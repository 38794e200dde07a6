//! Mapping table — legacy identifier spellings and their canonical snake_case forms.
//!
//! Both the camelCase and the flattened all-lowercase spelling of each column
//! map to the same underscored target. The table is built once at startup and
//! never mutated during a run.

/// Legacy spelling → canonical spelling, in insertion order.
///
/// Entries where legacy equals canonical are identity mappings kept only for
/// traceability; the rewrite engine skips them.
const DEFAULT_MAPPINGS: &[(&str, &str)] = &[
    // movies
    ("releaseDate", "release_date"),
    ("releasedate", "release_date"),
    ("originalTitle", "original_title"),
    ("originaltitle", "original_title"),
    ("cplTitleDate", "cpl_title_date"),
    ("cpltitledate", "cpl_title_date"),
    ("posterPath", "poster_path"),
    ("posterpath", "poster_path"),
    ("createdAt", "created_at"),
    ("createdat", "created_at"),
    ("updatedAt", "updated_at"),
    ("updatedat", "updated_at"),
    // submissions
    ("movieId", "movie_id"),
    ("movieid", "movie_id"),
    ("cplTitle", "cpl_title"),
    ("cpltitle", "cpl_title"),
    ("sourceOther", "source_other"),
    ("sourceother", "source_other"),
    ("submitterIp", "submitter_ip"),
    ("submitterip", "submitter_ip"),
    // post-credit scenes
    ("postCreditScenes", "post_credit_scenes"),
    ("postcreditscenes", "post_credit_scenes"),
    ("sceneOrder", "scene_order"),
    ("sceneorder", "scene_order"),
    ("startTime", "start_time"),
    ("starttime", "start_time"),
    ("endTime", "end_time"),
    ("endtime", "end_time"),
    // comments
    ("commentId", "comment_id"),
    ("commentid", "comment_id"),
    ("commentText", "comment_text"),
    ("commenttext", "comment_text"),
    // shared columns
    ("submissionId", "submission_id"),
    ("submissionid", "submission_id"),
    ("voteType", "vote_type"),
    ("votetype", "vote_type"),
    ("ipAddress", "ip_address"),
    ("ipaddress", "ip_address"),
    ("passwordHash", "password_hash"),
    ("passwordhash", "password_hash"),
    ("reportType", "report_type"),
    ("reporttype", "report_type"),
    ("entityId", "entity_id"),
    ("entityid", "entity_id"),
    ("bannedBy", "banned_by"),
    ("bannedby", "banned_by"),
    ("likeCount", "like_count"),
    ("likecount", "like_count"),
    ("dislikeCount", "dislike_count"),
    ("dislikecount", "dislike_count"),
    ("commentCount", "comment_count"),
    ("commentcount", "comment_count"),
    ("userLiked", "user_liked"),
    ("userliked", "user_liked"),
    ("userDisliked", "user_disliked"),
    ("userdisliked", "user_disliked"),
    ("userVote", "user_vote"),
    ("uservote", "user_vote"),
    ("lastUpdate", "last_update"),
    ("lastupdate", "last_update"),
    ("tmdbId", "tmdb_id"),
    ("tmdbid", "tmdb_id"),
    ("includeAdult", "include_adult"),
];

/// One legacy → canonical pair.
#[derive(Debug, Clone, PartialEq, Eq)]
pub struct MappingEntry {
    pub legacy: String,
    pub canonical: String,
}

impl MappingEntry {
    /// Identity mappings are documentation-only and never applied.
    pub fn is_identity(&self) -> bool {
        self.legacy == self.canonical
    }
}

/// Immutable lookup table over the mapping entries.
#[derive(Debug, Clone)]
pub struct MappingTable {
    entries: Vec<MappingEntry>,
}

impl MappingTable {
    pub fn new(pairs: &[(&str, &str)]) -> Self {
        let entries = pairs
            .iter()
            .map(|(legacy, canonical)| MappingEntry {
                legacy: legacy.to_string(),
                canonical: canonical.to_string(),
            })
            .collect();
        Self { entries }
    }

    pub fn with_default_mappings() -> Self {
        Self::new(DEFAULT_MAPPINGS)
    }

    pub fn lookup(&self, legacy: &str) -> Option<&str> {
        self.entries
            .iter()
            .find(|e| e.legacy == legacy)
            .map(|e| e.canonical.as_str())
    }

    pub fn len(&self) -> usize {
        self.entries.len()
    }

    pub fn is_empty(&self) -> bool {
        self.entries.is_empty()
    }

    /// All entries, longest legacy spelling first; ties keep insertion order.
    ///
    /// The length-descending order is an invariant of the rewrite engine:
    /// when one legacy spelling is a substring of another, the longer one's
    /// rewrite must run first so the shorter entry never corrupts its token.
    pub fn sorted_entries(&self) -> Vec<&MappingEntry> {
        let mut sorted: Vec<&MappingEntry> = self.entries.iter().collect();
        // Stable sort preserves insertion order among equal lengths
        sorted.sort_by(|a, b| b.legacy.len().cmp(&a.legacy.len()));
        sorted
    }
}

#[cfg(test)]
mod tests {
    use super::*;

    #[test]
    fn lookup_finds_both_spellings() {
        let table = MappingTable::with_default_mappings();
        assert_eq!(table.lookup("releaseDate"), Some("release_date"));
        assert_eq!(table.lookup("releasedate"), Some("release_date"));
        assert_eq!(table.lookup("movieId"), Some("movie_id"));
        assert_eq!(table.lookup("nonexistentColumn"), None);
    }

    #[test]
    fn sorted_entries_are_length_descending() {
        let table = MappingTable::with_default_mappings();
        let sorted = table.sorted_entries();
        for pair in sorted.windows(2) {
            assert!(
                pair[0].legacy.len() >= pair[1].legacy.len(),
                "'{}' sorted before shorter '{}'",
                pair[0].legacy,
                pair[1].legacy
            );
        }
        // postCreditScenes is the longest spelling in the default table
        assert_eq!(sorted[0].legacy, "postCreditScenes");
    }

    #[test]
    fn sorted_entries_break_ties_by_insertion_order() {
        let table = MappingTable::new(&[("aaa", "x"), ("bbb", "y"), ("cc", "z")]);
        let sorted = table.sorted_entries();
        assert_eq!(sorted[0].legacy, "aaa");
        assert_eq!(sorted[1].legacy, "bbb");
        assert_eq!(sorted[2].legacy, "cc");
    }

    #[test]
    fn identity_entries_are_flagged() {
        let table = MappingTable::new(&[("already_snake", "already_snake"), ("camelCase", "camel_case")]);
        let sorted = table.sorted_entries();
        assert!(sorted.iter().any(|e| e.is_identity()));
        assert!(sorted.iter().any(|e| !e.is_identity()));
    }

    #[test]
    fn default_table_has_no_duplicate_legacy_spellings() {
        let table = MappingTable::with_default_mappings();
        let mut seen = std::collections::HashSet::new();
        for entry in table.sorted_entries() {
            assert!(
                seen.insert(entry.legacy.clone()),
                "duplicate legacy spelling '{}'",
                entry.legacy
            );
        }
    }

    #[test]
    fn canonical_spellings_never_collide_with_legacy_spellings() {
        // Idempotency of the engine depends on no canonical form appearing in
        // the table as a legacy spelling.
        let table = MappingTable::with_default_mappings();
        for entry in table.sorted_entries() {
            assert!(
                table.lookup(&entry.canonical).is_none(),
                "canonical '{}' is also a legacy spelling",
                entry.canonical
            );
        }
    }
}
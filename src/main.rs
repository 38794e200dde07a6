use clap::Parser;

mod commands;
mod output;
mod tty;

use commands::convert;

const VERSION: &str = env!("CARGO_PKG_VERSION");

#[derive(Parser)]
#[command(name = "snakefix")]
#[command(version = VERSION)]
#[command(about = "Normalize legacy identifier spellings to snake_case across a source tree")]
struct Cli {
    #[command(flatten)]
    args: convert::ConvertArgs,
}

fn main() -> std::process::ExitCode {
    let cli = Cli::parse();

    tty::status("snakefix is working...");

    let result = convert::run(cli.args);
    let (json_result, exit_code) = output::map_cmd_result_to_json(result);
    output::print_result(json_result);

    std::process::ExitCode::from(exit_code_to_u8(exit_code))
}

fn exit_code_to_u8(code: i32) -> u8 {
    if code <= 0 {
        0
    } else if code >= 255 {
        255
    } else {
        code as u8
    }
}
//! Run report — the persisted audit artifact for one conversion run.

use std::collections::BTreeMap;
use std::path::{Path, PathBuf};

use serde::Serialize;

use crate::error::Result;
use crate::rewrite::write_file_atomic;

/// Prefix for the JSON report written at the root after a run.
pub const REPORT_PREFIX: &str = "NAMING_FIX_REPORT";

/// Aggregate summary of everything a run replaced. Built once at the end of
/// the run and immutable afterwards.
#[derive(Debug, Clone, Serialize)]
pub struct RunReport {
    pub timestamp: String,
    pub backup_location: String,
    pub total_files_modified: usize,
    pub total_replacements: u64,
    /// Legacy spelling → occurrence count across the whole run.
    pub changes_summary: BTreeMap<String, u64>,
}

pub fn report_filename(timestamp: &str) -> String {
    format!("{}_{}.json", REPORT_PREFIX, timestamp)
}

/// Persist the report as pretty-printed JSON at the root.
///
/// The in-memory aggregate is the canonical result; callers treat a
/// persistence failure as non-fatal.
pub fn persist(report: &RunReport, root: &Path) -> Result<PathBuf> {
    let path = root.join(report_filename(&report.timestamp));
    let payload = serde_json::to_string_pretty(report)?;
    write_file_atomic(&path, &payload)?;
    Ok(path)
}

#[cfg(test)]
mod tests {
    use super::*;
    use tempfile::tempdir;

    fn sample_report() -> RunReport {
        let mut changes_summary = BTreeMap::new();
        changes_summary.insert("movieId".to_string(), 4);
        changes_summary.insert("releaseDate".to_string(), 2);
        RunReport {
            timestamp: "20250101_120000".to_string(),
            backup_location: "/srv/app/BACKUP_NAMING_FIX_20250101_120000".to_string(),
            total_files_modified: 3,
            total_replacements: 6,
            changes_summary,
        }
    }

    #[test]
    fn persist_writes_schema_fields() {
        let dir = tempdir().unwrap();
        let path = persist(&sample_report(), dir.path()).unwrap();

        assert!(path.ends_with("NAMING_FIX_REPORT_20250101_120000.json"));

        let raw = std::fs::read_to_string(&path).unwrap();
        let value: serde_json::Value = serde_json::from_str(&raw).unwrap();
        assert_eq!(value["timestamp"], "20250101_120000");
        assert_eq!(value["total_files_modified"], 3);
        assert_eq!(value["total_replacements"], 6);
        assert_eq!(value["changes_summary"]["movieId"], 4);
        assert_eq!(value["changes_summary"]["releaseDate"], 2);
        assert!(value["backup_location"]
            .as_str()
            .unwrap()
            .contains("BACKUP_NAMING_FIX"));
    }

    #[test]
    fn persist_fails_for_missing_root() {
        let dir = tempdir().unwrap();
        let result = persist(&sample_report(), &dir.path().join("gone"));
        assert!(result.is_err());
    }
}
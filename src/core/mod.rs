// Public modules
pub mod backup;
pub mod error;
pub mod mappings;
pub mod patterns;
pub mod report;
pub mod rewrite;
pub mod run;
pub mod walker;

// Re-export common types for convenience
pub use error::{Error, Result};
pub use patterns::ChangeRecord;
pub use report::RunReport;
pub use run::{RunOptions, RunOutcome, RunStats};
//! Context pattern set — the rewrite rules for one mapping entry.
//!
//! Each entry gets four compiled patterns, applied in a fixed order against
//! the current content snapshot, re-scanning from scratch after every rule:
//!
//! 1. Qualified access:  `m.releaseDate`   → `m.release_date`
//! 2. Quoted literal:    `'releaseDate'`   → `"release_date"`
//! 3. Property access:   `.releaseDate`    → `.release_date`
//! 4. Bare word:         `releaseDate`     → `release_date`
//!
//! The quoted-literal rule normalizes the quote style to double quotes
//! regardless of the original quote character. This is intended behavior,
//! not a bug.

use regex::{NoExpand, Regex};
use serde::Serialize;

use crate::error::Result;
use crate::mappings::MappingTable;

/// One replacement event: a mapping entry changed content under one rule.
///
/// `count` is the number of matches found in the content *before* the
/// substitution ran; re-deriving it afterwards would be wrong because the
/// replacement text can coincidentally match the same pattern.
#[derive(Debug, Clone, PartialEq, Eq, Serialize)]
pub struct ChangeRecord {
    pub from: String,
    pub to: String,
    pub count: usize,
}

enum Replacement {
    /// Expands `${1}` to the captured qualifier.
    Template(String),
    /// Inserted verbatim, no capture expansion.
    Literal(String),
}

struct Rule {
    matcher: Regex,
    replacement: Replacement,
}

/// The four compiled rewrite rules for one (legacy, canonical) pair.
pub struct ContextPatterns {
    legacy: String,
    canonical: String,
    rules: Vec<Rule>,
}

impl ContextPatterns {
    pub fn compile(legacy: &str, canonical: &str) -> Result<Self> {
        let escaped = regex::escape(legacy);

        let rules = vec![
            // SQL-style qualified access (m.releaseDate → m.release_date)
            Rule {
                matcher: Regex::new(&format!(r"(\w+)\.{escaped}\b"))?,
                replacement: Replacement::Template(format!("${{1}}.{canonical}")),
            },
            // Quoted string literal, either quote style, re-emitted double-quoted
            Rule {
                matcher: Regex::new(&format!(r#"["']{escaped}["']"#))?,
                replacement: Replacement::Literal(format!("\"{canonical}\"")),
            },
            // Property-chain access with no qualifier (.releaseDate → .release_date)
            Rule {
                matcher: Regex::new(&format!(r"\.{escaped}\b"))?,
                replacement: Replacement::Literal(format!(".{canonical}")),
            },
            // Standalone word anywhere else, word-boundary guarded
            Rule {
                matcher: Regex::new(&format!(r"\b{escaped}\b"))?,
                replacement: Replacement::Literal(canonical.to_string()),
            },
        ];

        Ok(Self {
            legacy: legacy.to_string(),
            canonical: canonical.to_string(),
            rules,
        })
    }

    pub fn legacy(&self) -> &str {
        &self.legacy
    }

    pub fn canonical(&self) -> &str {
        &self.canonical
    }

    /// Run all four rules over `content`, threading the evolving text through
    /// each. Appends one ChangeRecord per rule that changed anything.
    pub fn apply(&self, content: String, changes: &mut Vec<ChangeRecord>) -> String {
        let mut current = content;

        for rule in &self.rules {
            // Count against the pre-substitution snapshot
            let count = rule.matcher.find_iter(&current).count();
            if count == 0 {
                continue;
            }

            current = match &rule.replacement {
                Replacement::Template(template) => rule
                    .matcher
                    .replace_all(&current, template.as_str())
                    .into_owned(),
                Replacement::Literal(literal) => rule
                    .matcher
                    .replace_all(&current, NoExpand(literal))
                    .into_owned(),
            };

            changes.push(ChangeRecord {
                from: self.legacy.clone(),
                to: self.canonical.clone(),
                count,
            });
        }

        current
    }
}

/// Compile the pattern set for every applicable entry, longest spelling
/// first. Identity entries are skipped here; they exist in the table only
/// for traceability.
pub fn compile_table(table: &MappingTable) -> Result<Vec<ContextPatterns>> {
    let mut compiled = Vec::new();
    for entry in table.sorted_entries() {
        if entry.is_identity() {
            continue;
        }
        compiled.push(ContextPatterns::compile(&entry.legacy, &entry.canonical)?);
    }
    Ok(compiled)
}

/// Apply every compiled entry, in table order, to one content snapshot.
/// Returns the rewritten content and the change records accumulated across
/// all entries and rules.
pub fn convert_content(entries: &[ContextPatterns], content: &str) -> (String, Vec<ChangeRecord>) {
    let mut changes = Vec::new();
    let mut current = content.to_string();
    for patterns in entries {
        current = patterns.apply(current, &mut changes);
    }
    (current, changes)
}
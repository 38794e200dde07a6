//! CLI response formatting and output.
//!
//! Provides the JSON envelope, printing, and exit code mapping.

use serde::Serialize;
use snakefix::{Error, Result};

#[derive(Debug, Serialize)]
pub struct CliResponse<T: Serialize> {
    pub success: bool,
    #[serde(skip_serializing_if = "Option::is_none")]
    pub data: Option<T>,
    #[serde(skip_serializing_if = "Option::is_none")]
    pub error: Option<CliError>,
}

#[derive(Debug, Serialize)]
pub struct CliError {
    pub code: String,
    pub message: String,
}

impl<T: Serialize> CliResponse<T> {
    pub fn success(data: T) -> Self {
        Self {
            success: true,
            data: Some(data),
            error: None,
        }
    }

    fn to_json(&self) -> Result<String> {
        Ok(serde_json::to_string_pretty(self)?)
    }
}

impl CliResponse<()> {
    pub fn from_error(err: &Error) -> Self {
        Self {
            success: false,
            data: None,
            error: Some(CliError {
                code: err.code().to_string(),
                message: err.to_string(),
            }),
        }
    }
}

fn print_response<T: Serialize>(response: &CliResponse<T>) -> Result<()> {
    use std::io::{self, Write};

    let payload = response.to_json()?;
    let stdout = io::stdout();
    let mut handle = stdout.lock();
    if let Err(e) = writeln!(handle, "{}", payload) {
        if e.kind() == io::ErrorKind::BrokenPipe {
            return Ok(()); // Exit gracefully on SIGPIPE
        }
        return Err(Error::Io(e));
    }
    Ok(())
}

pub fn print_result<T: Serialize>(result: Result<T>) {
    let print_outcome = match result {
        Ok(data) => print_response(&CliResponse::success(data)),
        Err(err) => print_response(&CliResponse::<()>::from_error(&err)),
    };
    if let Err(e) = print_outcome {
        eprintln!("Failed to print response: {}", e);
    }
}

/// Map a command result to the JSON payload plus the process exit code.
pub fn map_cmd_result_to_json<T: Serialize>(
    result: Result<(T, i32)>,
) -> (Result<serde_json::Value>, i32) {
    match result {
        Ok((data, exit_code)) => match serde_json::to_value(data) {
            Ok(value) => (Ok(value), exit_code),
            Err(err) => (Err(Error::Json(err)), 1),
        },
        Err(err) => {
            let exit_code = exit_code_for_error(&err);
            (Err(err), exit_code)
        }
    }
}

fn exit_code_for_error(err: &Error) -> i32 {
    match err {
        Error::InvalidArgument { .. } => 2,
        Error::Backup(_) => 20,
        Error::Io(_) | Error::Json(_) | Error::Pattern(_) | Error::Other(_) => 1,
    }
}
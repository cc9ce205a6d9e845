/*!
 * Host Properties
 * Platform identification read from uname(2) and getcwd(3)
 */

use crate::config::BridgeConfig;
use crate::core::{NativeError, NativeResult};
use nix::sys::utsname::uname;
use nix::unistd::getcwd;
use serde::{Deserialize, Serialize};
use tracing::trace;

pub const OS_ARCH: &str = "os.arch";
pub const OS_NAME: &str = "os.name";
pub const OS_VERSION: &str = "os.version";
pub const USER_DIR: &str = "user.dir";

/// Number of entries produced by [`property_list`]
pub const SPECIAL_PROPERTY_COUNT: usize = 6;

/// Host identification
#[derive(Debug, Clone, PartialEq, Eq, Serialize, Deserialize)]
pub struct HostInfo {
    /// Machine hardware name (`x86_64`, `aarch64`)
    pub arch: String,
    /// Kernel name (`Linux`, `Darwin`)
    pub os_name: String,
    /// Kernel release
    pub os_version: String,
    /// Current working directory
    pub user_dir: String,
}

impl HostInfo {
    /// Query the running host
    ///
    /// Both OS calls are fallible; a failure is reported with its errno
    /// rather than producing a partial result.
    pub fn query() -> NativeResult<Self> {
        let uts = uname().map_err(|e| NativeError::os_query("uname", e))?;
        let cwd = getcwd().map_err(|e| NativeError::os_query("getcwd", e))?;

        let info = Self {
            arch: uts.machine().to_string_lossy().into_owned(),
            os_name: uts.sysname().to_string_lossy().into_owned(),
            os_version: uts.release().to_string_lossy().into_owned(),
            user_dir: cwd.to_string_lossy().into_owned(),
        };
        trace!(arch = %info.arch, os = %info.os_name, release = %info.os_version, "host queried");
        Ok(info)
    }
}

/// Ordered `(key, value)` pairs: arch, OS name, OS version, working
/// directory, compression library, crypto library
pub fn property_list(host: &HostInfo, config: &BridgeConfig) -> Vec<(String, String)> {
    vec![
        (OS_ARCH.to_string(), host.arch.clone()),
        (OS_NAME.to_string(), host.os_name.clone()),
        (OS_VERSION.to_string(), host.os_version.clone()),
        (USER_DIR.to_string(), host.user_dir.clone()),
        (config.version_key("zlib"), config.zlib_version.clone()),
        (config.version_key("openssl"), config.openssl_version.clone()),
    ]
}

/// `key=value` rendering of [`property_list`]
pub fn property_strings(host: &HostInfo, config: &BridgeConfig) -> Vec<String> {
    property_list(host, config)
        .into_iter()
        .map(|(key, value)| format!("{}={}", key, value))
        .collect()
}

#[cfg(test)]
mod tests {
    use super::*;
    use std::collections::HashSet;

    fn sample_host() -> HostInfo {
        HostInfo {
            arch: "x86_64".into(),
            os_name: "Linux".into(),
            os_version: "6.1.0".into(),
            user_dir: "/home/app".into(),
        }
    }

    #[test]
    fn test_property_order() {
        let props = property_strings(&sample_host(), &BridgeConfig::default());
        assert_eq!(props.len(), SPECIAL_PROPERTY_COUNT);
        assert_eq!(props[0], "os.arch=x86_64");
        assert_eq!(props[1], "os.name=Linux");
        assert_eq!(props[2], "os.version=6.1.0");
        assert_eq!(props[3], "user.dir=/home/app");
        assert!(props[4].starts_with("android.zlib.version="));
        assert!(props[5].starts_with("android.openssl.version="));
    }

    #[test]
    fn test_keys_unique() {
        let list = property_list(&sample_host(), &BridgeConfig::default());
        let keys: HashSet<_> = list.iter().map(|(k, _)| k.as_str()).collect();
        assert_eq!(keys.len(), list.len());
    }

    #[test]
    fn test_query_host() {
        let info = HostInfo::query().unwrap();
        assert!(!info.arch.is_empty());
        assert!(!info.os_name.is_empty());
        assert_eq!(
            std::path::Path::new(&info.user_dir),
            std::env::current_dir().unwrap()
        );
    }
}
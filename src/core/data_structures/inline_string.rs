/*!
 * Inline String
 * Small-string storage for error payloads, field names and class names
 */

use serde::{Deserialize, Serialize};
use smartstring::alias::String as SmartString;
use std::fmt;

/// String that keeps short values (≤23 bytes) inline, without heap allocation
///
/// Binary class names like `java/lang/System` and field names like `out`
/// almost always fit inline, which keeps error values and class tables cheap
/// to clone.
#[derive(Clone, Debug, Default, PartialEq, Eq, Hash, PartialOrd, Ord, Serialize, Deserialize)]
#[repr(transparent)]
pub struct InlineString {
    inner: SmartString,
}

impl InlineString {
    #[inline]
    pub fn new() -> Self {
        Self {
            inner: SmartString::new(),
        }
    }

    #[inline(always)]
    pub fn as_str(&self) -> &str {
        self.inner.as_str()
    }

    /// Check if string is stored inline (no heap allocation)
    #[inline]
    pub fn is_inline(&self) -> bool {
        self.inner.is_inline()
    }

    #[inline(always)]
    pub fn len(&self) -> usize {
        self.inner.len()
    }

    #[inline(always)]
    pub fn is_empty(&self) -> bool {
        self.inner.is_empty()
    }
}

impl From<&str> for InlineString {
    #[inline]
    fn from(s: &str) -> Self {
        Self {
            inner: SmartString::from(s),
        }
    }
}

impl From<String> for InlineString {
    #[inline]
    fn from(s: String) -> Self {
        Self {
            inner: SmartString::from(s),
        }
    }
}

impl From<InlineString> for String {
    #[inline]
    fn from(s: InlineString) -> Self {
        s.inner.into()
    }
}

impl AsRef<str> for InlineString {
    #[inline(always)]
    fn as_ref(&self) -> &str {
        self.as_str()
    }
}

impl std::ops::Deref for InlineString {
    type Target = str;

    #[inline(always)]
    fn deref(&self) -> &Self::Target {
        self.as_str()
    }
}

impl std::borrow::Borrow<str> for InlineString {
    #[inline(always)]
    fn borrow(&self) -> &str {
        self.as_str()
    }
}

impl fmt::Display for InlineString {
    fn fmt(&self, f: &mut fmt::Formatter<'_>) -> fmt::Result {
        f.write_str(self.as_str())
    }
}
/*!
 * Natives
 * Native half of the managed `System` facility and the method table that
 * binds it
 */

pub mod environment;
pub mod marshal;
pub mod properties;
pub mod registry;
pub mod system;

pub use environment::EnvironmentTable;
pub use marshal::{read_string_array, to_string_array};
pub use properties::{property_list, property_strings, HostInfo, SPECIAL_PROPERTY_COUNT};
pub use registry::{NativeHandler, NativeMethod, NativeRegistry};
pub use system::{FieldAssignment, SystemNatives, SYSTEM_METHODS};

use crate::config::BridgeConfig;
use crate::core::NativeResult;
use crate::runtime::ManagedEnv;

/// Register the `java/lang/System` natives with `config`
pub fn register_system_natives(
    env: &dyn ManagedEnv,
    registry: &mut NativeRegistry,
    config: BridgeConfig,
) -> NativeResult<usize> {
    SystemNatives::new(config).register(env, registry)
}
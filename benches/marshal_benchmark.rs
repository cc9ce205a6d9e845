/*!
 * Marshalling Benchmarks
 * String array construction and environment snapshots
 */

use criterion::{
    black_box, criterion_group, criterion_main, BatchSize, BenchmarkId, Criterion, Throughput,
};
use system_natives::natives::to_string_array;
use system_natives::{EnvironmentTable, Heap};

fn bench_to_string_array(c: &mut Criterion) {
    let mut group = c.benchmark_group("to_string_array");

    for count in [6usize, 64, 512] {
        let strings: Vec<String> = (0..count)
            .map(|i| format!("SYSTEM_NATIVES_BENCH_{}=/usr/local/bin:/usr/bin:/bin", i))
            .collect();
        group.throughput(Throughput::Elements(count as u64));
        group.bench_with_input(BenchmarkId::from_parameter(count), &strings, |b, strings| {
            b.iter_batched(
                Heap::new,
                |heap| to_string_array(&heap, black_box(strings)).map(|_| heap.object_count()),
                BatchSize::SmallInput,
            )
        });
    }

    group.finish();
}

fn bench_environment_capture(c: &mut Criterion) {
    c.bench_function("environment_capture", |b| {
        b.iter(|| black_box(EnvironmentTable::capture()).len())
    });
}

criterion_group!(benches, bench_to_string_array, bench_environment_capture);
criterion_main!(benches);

______________________________

Verbatim output is expected for the lines from the start of the data to the line in which "kept only for" appears, both included.

repository 38794e200dde07a6
//! Mapping table — legacy identifier spellings and their canonical snake_case forms.
//!
//! Both the camelCase and the flattened all-lowercase spelling of each column
//! map to the same underscored target. The table is built once at startup and
//! never mutated during a run.

/// Legacy spelling → canonical spelling, in insertion order.
///
/// Entries where legacy equals canonical are identity mappings kept only for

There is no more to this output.